Everett S. Wood, head of plaintiff’s adjustment and credit department, after testifying that in order to effect sales of their apparatus, of the size and complexity of the apparatus in controversy in this case, it was necessary that the plaintiff company should either install the apparatus themselves or superintend its installation, said upon cross-examination:

“Q. Then would you say that an engineer technically trained and a mechanic technically trained with reference to blowpipe apparatus and ventilating apparatus would be able to successfully install any of this ventilating apparatus, including Sturtevant?
“A. Yes, indeed.”

From all the testimony contained in the record we have reached the conclusion that while the apparatus, the subject of the contract in this case, was somewhat complicated, it had no such “intrinsic or peculiar quality or inherent complexity” as made it necessary for the manufacturer to agree to install in order to effect sales generally; indeed, the contrary appears from the testimony of plaintiff’s witnesses. Many persons named by those witnesses purchase plaintiff’s apparatus and install them and make a business of installing them. The fact that defendant did not show affirmatively that there was a firm or individual in *561the State of Michigan capable of making the installation (apparently relied upon by plaintiff), is, we think, of no consequence. The record does show that the apparatus of the American Blower Company was installed in place of that which the plaintiff contracted to itself install. The record further shows that it is the claim of plaintiff that its apparatus is “equal to” the apparatus of the American Blower Company.

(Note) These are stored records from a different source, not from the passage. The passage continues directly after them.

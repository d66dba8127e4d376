use dirs::cache_dir;
use std::path::{Path, PathBuf};

use unpkg_schema::ResolvedPackage;

/// Returns the unpkg home directory, or None if no platform cache dir exists.
pub fn try_unpkg_home() -> Option<PathBuf> {
    if let Ok(val) = std::env::var("UNPKG_HOME") {
        return Some(PathBuf::from(val));
    }
    cache_dir().map(|c| c.join("unpkg"))
}

/// Default package cache: `$UNPKG_HOME/cache`, falling back to `./cache`.
pub fn default_cache_dir() -> PathBuf {
    try_unpkg_home().map_or_else(|| PathBuf::from("cache"), |h| h.join("cache"))
}

/// Directory a package version is extracted into: `<root>/<name>-<version>`.
pub fn package_dir(root: &Path, pkg: &ResolvedPackage) -> PathBuf {
    root.join(pkg.dir_name())
}

/// Staging area for in-progress extractions (same volume as the cache, so
/// the final rename is atomic).
pub fn staging_dir(root: &Path) -> PathBuf {
    root.join(".tmp")
}
//! Plain-text directory listings.

use std::path::Path;

/// One entry per line, sorted, directories suffixed with `/`.
pub async fn render(dir: &Path) -> std::io::Result<String> {
    let mut names = Vec::new();
    let mut entries = tokio::fs::read_dir(dir).await?;
    while let Some(entry) = entries.next_entry().await? {
        let mut name = entry.file_name().to_string_lossy().into_owned();
        if entry.file_type().await?.is_dir() {
            name.push('/');
        }
        names.push(name);
    }
    names.sort();

    let mut out = String::new();
    for name in names {
        out.push_str(&name);
        out.push('\n');
    }
    Ok(out)
}

#[cfg(test)]
mod tests {
    use super::*;

    #[tokio::test]
    async fn sorted_with_directory_markers() {
        let dir = tempfile::tempdir().unwrap();
        std::fs::create_dir(dir.path().join("lib")).unwrap();
        std::fs::write(dir.path().join("package.json"), "{}").unwrap();
        std::fs::write(dir.path().join("README.md"), "# x").unwrap();
        std::fs::write(dir.path().join("index.js"), "").unwrap();

        assert_eq!(
            render(dir.path()).await.unwrap(),
            "README.md\nindex.js\nlib/\npackage.json\n"
        );
    }

    #[tokio::test]
    async fn missing_directory_is_an_error() {
        let dir = tempfile::tempdir().unwrap();
        let err = render(&dir.path().join("nope")).await.unwrap_err();
        assert_eq!(err.kind(), std::io::ErrorKind::NotFound);
    }
}
//! Package names, versions and resolved registry metadata.

use serde::{Deserialize, Serialize};
use std::borrow::Borrow;

use crate::hash::Integrity;

/// An npm package name, optionally scoped (`@scope/name`).
///
/// Unlike most identifiers in the workspace the name is not case-folded:
/// legacy packages such as `JSONStream` are only reachable with their
/// original casing.
#[derive(Debug, Clone, PartialEq, Eq, Hash, PartialOrd, Ord, Serialize, Deserialize)]
pub struct PackageName(String);

impl PackageName {
    /// Create a new package name from the given string (stored as-is).
    pub fn new(name: &str) -> Self {
        Self(name.to_string())
    }

    /// Return the name as a string slice.
    pub fn as_str(&self) -> &str {
        &self.0
    }

    /// Whether this is a scoped (`@scope/name`) package.
    pub fn is_scoped(&self) -> bool {
        self.0.starts_with('@')
    }
}

impl std::fmt::Display for PackageName {
    fn fmt(&self, f: &mut std::fmt::Formatter<'_>) -> std::fmt::Result {
        write!(f, "{}", self.0)
    }
}

impl std::ops::Deref for PackageName {
    type Target = str;

    fn deref(&self) -> &Self::Target {
        &self.0
    }
}

impl AsRef<str> for PackageName {
    fn as_ref(&self) -> &str {
        &self.0
    }
}

impl Borrow<str> for PackageName {
    fn borrow(&self) -> &str {
        &self.0
    }
}

impl PartialEq<str> for PackageName {
    fn eq(&self, other: &str) -> bool {
        self.0 == other
    }
}

impl PartialEq<&str> for PackageName {
    fn eq(&self, other: &&str) -> bool {
        self.0 == *other
    }
}

impl From<&str> for PackageName {
    fn from(s: &str) -> Self {
        Self::new(s)
    }
}

impl From<String> for PackageName {
    fn from(s: String) -> Self {
        Self(s)
    }
}

/// A concrete semantic version string as returned by the registry.
///
/// Ranges and dist-tags (`^1.2.0`, `latest`) are never stored in a `Version`;
/// they stay plain strings on [`crate::PackageRef`] until resolved.
#[derive(Debug, Clone, PartialEq, Eq, Hash, Serialize, Deserialize)]
pub struct Version(String);

impl Ord for Version {
    fn cmp(&self, other: &Self) -> std::cmp::Ordering {
        match (
            semver::Version::parse(&self.0),
            semver::Version::parse(&other.0),
        ) {
            (Ok(a), Ok(b)) => a.cmp(&b),
            (Ok(_), Err(_)) => std::cmp::Ordering::Less,
            (Err(_), Ok(_)) => std::cmp::Ordering::Greater,
            (Err(_), Err(_)) => self.0.cmp(&other.0),
        }
    }
}

impl PartialOrd for Version {
    fn partial_cmp(&self, other: &Self) -> Option<std::cmp::Ordering> {
        Some(self.cmp(other))
    }
}

impl Version {
    /// Parse a concrete version, rejecting ranges and tags.
    ///
    /// # Errors
    ///
    /// Returns the underlying semver error if `v` is not a plain `x.y.z[-pre][+build]`.
    pub fn parse(v: &str) -> Result<Self, semver::Error> {
        semver::Version::parse(v)?;
        Ok(Self(v.to_string()))
    }

    /// Return the version string as a string slice.
    pub fn as_str(&self) -> &str {
        &self.0
    }
}

impl std::fmt::Display for Version {
    fn fmt(&self, f: &mut std::fmt::Formatter<'_>) -> std::fmt::Result {
        write!(f, "{}", self.0)
    }
}

impl std::ops::Deref for Version {
    type Target = str;

    fn deref(&self) -> &Self::Target {
        &self.0
    }
}

impl AsRef<str> for Version {
    fn as_ref(&self) -> &str {
        &self.0
    }
}

impl PartialEq<str> for Version {
    fn eq(&self, other: &str) -> bool {
        self.0 == other
    }
}

impl PartialEq<&str> for Version {
    fn eq(&self, other: &&str) -> bool {
        self.0 == *other
    }
}

impl PartialEq<String> for Version {
    fn eq(&self, other: &String) -> bool {
        self.0 == *other
    }
}

/// Registry metadata for one concrete version of a package.
#[derive(Debug, Clone, PartialEq, Eq)]
pub struct ResolvedPackage {
    /// Package name as requested.
    pub name: PackageName,
    /// The concrete version the registry resolved the request to.
    pub version: Version,
    /// Digest the downloaded tarball must match.
    pub integrity: Integrity,
    /// Where to download the tarball from.
    pub tarball_url: String,
    /// `main` field of the package manifest.
    pub main: Option<String>,
    /// `browser` field of the package manifest, when it is a plain path.
    pub browser: Option<String>,
}

impl ResolvedPackage {
    /// The file served for a bare `name@version` request: `browser`, then `main`.
    ///
    /// Leading `./` and `/` are dropped so the result can be joined onto a
    /// package directory. Paths climbing out of the package yield `None`.
    pub fn entry_point(&self) -> Option<&str> {
        self.browser
            .as_deref()
            .or(self.main.as_deref())
            .map(|p| p.trim_start_matches("./").trim_start_matches('/'))
            .filter(|p| !p.is_empty() && !p.split('/').any(|seg| seg == ".."))
    }

    /// Directory name of this package inside the cache root (`name-version`).
    pub fn dir_name(&self) -> String {
        format!("{}-{}", self.name, self.version)
    }
}
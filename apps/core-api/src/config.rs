//! # Core API 設定
//!
//! 環境変数から Core API サーバーの設定を読み込む。
//!
//! | 変数名 | 必須 | 既定値 |
//! |--------|------|--------|
//! | `TLIAS_HOST` | No | `0.0.0.0` |
//! | `TLIAS_PORT` | No | `8080` |
//! | `DATABASE_URL` | **Yes** | - |
//! | `DATABASE_MAX_CONNECTIONS` | No | `10` |
//!
//! ログ形式（`LOG_FORMAT`）は [`tlias_shared::observability::TracingConfig`] が読む。

use std::env;

use thiserror::Error;

const DEFAULT_HOST: &str = "0.0.0.0";
const DEFAULT_PORT: u16 = 8080;
const DEFAULT_MAX_CONNECTIONS: u32 = 10;

/// 設定の読み込みエラー
#[derive(Debug, Error, PartialEq, Eq)]
pub enum ConfigError {
   #[error("{0} が設定されていません")]
   Missing(&'static str),

   #[error("{name} の値が不正です: {value}")]
   Invalid { name: &'static str, value: String },
}

/// Core API サーバーの設定
#[derive(Debug, Clone, PartialEq, Eq)]
pub struct CoreConfig {
   /// バインドアドレス
   pub host:                     String,
   /// ポート番号
   pub port:                     u16,
   /// データベース接続 URL
   pub database_url:             String,
   /// 接続プールの最大接続数
   pub database_max_connections: u32,
}

impl CoreConfig {
   /// 環境変数から設定を読み込む
   pub fn from_env() -> Result<Self, ConfigError> {
      Self::from_lookup(|name| env::var(name).ok())
   }

   /// 任意の取得関数から設定を読み込む
   ///
   /// 空文字は未設定として扱う。
   pub fn from_lookup(lookup: impl Fn(&str) -> Option<String>) -> Result<Self, ConfigError> {
      let get = |name: &str| lookup(name).filter(|v| !v.trim().is_empty());

      let host = get("TLIAS_HOST").unwrap_or_else(|| DEFAULT_HOST.to_string());
      let port = parse_or("TLIAS_PORT", get("TLIAS_PORT"), DEFAULT_PORT)?;
      let database_url = get("DATABASE_URL").ok_or(ConfigError::Missing("DATABASE_URL"))?;
      let database_max_connections = parse_or(
         "DATABASE_MAX_CONNECTIONS",
         get("DATABASE_MAX_CONNECTIONS"),
         DEFAULT_MAX_CONNECTIONS,
      )?;

      Ok(Self {
         host,
         port,
         database_url,
         database_max_connections,
      })
   }
}

fn parse_or<T: std::str::FromStr>(
   name: &'static str,
   value: Option<String>,
   default: T,
) -> Result<T, ConfigError> {
   match value {
      None => Ok(default),
      Some(value) => value
         .trim()
         .parse()
         .map_err(|_| ConfigError::Invalid { name, value }),
   }
}
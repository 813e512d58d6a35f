//! # EmpExprRepository
//!
//! 従業員の職歴（`emp_expr`）の取得。

use async_trait::async_trait;
use chrono::NaiveDate;
use sqlx::PgPool;
use tlias_domain::employee::{EmpExprId, EmpId, EmployeeExperience};

use crate::error::InfraError;

/// 職歴リポジトリトレイト
#[async_trait]
pub trait EmpExprRepository: Send + Sync {
   /// 従業員の職歴を開始日の昇順で取得する
   async fn find_by_emp_id(&self, emp_id: &EmpId) -> Result<Vec<EmployeeExperience>, InfraError>;
}

#[derive(sqlx::FromRow)]
struct EmpExprRow {
   id:      i32,
   emp_id:  i32,
   begin:   NaiveDate,
   end:     Option<NaiveDate>,
   company: String,
   job:     String,
}

impl From<EmpExprRow> for EmployeeExperience {
   fn from(row: EmpExprRow) -> Self {
      EmployeeExperience::from_db(
         EmpExprId::new(row.id),
         EmpId::new(row.emp_id),
         row.begin,
         row.end,
         row.company,
         row.job,
      )
   }
}

/// PostgreSQL 実装の EmpExprRepository
#[derive(Debug, Clone)]
pub struct PostgresEmpExprRepository {
   pool: PgPool,
}

impl PostgresEmpExprRepository {
   pub fn new(pool: PgPool) -> Self {
      Self { pool }
   }
}

#[async_trait]
impl EmpExprRepository for PostgresEmpExprRepository {
   #[tracing::instrument(skip_all, level = "debug", fields(%emp_id))]
   async fn find_by_emp_id(&self, emp_id: &EmpId) -> Result<Vec<EmployeeExperience>, InfraError> {
      // begin / end は予約語のため引用符で囲む
      let rows = sqlx::query_as::<_, EmpExprRow>(
         r#"
         SELECT id, emp_id, "begin", "end", company, job
         FROM emp_expr
         WHERE emp_id = $1
         ORDER BY "begin" ASC, id ASC
         "#,
      )
      .bind(emp_id.as_i32())
      .fetch_all(&self.pool)
      .await?;

      Ok(rows.into_iter().map(EmployeeExperience::from).collect())
   }
}
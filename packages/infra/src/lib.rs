//! # Tlias インフラ層
//!
//! PostgreSQL への接続とクエリ実行を担当する。
//!
//! ## 設計方針
//!
//! リポジトリトレイトと、その PostgreSQL 実装を提供する。ユースケース層は
//! トレイト経由でのみアクセスするため、テストではインメモリモックに差し替えられる。
//!
//! ## 依存関係
//!
//! ```text
//! core-api → infra → domain
//!    └──→ shared
//! ```
//!
//! ## モジュール構成
//!
//! - [`db`] - 接続プール
//! - [`error`] - インフラ層エラー定義
//! - [`repository`] - リポジトリトレイトと PostgreSQL 実装
//! - `mock` - テスト用インメモリ実装（`test-utils` feature）
//!
//! ## 使用例
//!
//! ```rust,ignore
//! use tlias_infra::{db, repository::PostgresDeptRepository};
//!
//! let pool = db::create_pool("postgres://localhost/tlias", 10).await?;
//! let repo = PostgresDeptRepository::new(pool);
//! ```

pub mod db;
pub mod error;
#[cfg(any(test, feature = "test-utils"))]
pub mod mock;
pub mod repository;

pub use error::{InfraError, InfraErrorKind};
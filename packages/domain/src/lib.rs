//! # Tlias ドメイン層
//!
//! 部門・従業員管理の中核となるドメインモデルを定義する。
//!
//! ## 設計方針
//!
//! - **エンティティ**: 一意の識別子を持つオブジェクト（Department, Employee）
//! - **値オブジェクト**: 識別子を持たない不変オブジェクト（DeptName, Pagination）
//! - **ドメインエラー**: 入力値の検証失敗などを表現するエラー型
//!
//! ## 依存関係の方向
//!
//! ```text
//! core-api → infra → domain
//!    └──→ shared
//! ```
//!
//! ドメイン層はインフラ層（DB）には一切依存しない。
//!
//! ## モジュール構成
//!
//! - [`clock`] - 現在時刻の抽象化
//! - [`department`] - 部門エンティティ
//! - [`employee`] - 従業員エンティティと職歴、検索条件
//! - [`error`] - ドメイン層で発生するエラーの定義
//! - [`pagination`] - ページ番号・ページサイズから LIMIT/OFFSET への変換
//!
//! ## 使用例
//!
//! ```rust
//! use tlias_domain::{DomainError, department::DeptName};
//!
//! let name = DeptName::new("学工部").unwrap();
//! assert_eq!(name.as_str(), "学工部");
//!
//! assert!(matches!(DeptName::new("  "), Err(DomainError::Validation(_))));
//! ```

pub mod clock;
pub mod department;
pub mod employee;
pub mod error;
pub mod pagination;

pub use error::DomainError;
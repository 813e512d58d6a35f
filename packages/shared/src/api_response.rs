//! # API レスポンスエンベロープ
//!
//! 全エンドポイントの統一レスポンス形式 `{ "code": 1|0, "message": "...", "data": T }` を提供する。
//!
//! ## JSON 形式
//!
//! 成功時:
//!
//! ```json
//! { "code": 1, "message": "success", "data": { "id": 1, "name": "学工部" } }
//! ```
//!
//! 失敗時:
//!
//! ```json
//! { "code": 0, "message": "部門名は必須です", "data": null }
//! ```
//!
//! HTTP ステータスコードとは独立に、`code` で成否を判別できる。

use serde::{Deserialize, Serialize};

/// 成功時の固定メッセージ
const SUCCESS_MESSAGE: &str = "success";

/// レスポンスの成否コード
///
/// JSON 上は整数（成功 = `1`、失敗 = `0`）として表現する。
#[derive(Debug, Clone, Copy, PartialEq, Eq, Serialize, Deserialize)]
#[serde(into = "u8", try_from = "u8")]
pub enum ResultCode {
   Failure,
   Success,
}

impl From<ResultCode> for u8 {
   fn from(code: ResultCode) -> Self {
      match code {
         ResultCode::Failure => 0,
         ResultCode::Success => 1,
      }
   }
}

impl TryFrom<u8> for ResultCode {
   type Error = String;

   fn try_from(value: u8) -> Result<Self, Self::Error> {
      match value {
         0 => Ok(Self::Failure),
         1 => Ok(Self::Success),
         other => Err(format!("不明なレスポンスコード: {other}")),
      }
   }
}

/// 公開 API の統一レスポンス型
///
/// ハンドラの戻り値（成功）と `CoreError` の `IntoResponse`（失敗）の両方で使用する。
/// `data` を返さない操作（更新・削除など）は `ApiResponse<()>` を使い、`data` は `null` になる。
///
/// ## 使用例
///
/// ```
/// use tlias_shared::{ApiResponse, ResultCode};
///
/// let response = ApiResponse::success("hello");
/// assert_eq!(response.code, ResultCode::Success);
/// assert_eq!(response.data, Some("hello"));
/// ```
#[derive(Debug, Clone, PartialEq, Eq, Serialize, Deserialize)]
pub struct ApiResponse<T> {
   pub code:    ResultCode,
   pub message: String,
   pub data:    Option<T>,
}

impl<T> ApiResponse<T> {
   /// データ付きの成功レスポンスを作成する
   pub fn success(data: T) -> Self {
      Self {
         code:    ResultCode::Success,
         message: SUCCESS_MESSAGE.to_string(),
         data:    Some(data),
      }
   }

   /// 値が存在しない可能性のある成功レスポンスを作成する
   ///
   /// `None` の場合も成功扱いで、`data` は `null` になる。
   pub fn success_optional(data: Option<T>) -> Self {
      Self {
         code: ResultCode::Success,
         message: SUCCESS_MESSAGE.to_string(),
         data,
      }
   }

   /// 成否を判定する
   pub fn is_success(&self) -> bool {
      self.code == ResultCode::Success
   }
}

impl ApiResponse<()> {
   /// データなしの成功レスポンスを作成する
   pub fn ok() -> Self {
      Self {
         code:    ResultCode::Success,
         message: SUCCESS_MESSAGE.to_string(),
         data:    None,
      }
   }

   /// エラーレスポンスを作成する
   pub fn error(message: impl Into<String>) -> Self {
      Self {
         code:    ResultCode::Failure,
         message: message.into(),
         data:    None,
      }
   }
}

#[cfg(test)]
mod tests {
   use pretty_assertions::assert_eq;

   use super::*;

   #[test]
   fn test_successを正しいjson形状にする() {
      let response = ApiResponse::success("hello");
      let json = serde_json::to_value(&response).unwrap();

      assert_eq!(
         json,
         serde_json::json!({ "code": 1, "message": "success", "data": "hello" })
      );
   }

   #[test]
   fn test_okはdataがnullになる() {
      let json = serde_json::to_value(ApiResponse::ok()).unwrap();

      assert_eq!(
         json,
         serde_json::json!({ "code": 1, "message": "success", "data": null })
      );
   }

   #[test]
   fn test_errorはcode0とメッセージを持つ() {
      let json = serde_json::to_value(ApiResponse::error("部門名は必須です")).unwrap();

      assert_eq!(
         json,
         serde_json::json!({ "code": 0, "message": "部門名は必須です", "data": null })
      );
   }

   #[test]
   fn test_success_optionalのnoneも成功扱い() {
      let response: ApiResponse<i32> = ApiResponse::success_optional(None);

      assert!(response.is_success());
      assert_eq!(response.data, None);
   }

   #[test]
   fn test_deserializeでjsonからオブジェクトに変換する() {
      let json = r#"{"code": 1, "message": "success", "data": ["a", "b"]}"#;
      let response: ApiResponse<Vec<String>> = serde_json::from_str(json).unwrap();

      assert!(response.is_success());
      assert_eq!(response.data, Some(vec!["a".to_string(), "b".to_string()]));
   }

   #[test]
   fn test_不明なcodeはデシリアライズエラー() {
      let json = r#"{"code": 7, "message": "?", "data": null}"#;
      let result = serde_json::from_str::<ApiResponse<()>>(json);

      assert!(result.is_err());
   }
}
//! # Clock（時刻プロバイダ）
//!
//! 作成日時・更新日時の採番をユースケース層から切り離し、
//! テストで固定時刻を注入可能にするための抽象化。
//!
//! システム全体で UTC に統一する。

use chrono::{DateTime, Utc};

/// 現在時刻を提供するトレイト
pub trait Clock: Send + Sync {
   fn now(&self) -> DateTime<Utc>;
}

/// 実際のシステム時刻を返す実装
pub struct SystemClock;

impl Clock for SystemClock {
   fn now(&self) -> DateTime<Utc> {
      Utc::now()
   }
}

/// 固定時刻を返すテスト用実装
pub struct FixedClock {
   now: DateTime<Utc>,
}

impl FixedClock {
   pub fn new(now: DateTime<Utc>) -> Self {
      Self { now }
   }
}

impl Clock for FixedClock {
   fn now(&self) -> DateTime<Utc> {
      self.now
   }
}

#[cfg(test)]
mod tests {
   use super::*;

   #[test]
   fn test_system_clock_は現在時刻を返す() {
      let clock = SystemClock;
      let before = Utc::now();
      let result = clock.now();
      let after = Utc::now();

      assert!(result >= before);
      assert!(result <= after);
   }

   #[test]
   fn test_fixed_clock_は複数回呼んでも同じ時刻を返す() {
      let fixed_time = Utc::now();
      let clock = FixedClock::new(fixed_time);

      assert_eq!(clock.now(), fixed_time);
      assert_eq!(clock.now(), fixed_time);
   }
}
//! # DeptRepository
//!
//! `dept` テーブルへの CRUD。
//!
//! 一覧は `update_time DESC, id DESC` で返す。更新日時が同じ部門の並びを
//! 安定させるため、id を第 2 キーにしている。

use async_trait::async_trait;
use chrono::{DateTime, Utc};
use sqlx::PgPool;
use tlias_domain::department::{Department, DepartmentChanges, DeptId, NewDepartment};

use crate::error::InfraError;

/// 部門リポジトリトレイト
#[async_trait]
pub trait DeptRepository: Send + Sync {
   /// 全部門を更新日時の降順で取得する
   async fn find_all(&self) -> Result<Vec<Department>, InfraError>;

   /// ID で部門を検索する
   async fn find_by_id(&self, id: &DeptId) -> Result<Option<Department>, InfraError>;

   /// 部門を挿入し、保存された内容（採番された id を含む）を返す
   async fn insert(&self, new_dept: &NewDepartment) -> Result<Department, InfraError>;

   /// 名前と更新日時を更新し、影響行数を返す
   async fn update(&self, changes: &DepartmentChanges) -> Result<u64, InfraError>;

   /// 部門を削除し、影響行数を返す
   async fn delete(&self, id: &DeptId) -> Result<u64, InfraError>;
}

#[derive(sqlx::FromRow)]
struct DeptRow {
   id:          i32,
   name:        String,
   create_time: DateTime<Utc>,
   update_time: DateTime<Utc>,
}

impl From<DeptRow> for Department {
   fn from(row: DeptRow) -> Self {
      Department::from_db(
         DeptId::new(row.id),
         row.name,
         row.create_time,
         row.update_time,
      )
   }
}

/// PostgreSQL 実装の DeptRepository
#[derive(Debug, Clone)]
pub struct PostgresDeptRepository {
   pool: PgPool,
}

impl PostgresDeptRepository {
   pub fn new(pool: PgPool) -> Self {
      Self { pool }
   }
}

#[async_trait]
impl DeptRepository for PostgresDeptRepository {
   #[tracing::instrument(skip_all, level = "debug")]
   async fn find_all(&self) -> Result<Vec<Department>, InfraError> {
      let rows = sqlx::query_as::<_, DeptRow>(
         r#"
         SELECT id, name, create_time, update_time
         FROM dept
         ORDER BY update_time DESC, id DESC
         "#,
      )
      .fetch_all(&self.pool)
      .await?;

      Ok(rows.into_iter().map(Department::from).collect())
   }

   #[tracing::instrument(skip_all, level = "debug", fields(%id))]
   async fn find_by_id(&self, id: &DeptId) -> Result<Option<Department>, InfraError> {
      let row = sqlx::query_as::<_, DeptRow>(
         r#"
         SELECT id, name, create_time, update_time
         FROM dept
         WHERE id = $1
         "#,
      )
      .bind(id.as_i32())
      .fetch_optional(&self.pool)
      .await?;

      Ok(row.map(Department::from))
   }

   #[tracing::instrument(skip_all, level = "debug", fields(name = %new_dept.name()))]
   async fn insert(&self, new_dept: &NewDepartment) -> Result<Department, InfraError> {
      // TIMESTAMPTZ はマイクロ秒精度のため、保存後の値を読み戻して返す
      let row = sqlx::query_as::<_, DeptRow>(
         r#"
         INSERT INTO dept (name, create_time, update_time)
         VALUES ($1, $2, $3)
         RETURNING id, name, create_time, update_time
         "#,
      )
      .bind(new_dept.name().as_str())
      .bind(new_dept.created_at())
      .bind(new_dept.updated_at())
      .fetch_one(&self.pool)
      .await?;

      Ok(Department::from(row))
   }

   #[tracing::instrument(skip_all, level = "debug", fields(id = %changes.id()))]
   async fn update(&self, changes: &DepartmentChanges) -> Result<u64, InfraError> {
      let result = sqlx::query(
         r#"
         UPDATE dept
         SET name = $2, update_time = $3
         WHERE id = $1
         "#,
      )
      .bind(changes.id().as_i32())
      .bind(changes.name().as_str())
      .bind(changes.updated_at())
      .execute(&self.pool)
      .await?;

      Ok(result.rows_affected())
   }

   #[tracing::instrument(skip_all, level = "debug", fields(%id))]
   async fn delete(&self, id: &DeptId) -> Result<u64, InfraError> {
      let result = sqlx::query("DELETE FROM dept WHERE id = $1")
         .bind(id.as_i32())
         .execute(&self.pool)
         .await?;

      Ok(result.rows_affected())
   }
}

#[cfg(test)]
mod tests {
   use super::*;

   #[test]
   fn test_リポジトリはsendとsyncを実装している() {
      fn assert_send_sync<T: Send + Sync>() {}
      assert_send_sync::<PostgresDeptRepository>();
   }
}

Upon a consideration of the whole record we conclude that the sale of plaintiff’s apparatus did not depend upon its agreement to install because of any “intrinsic or peculiar quality or inherent complexity,” and that therefore the contract was not within the exception described in section 8 of Act No. 310, Pub. Acts 1907, as amended by later and supplementary acts.

The judgment is affirmed.

Kuhn, C. J., and Stone, Ostrander, Bird, Moore, Steere, and Fellows, JJ., concurred.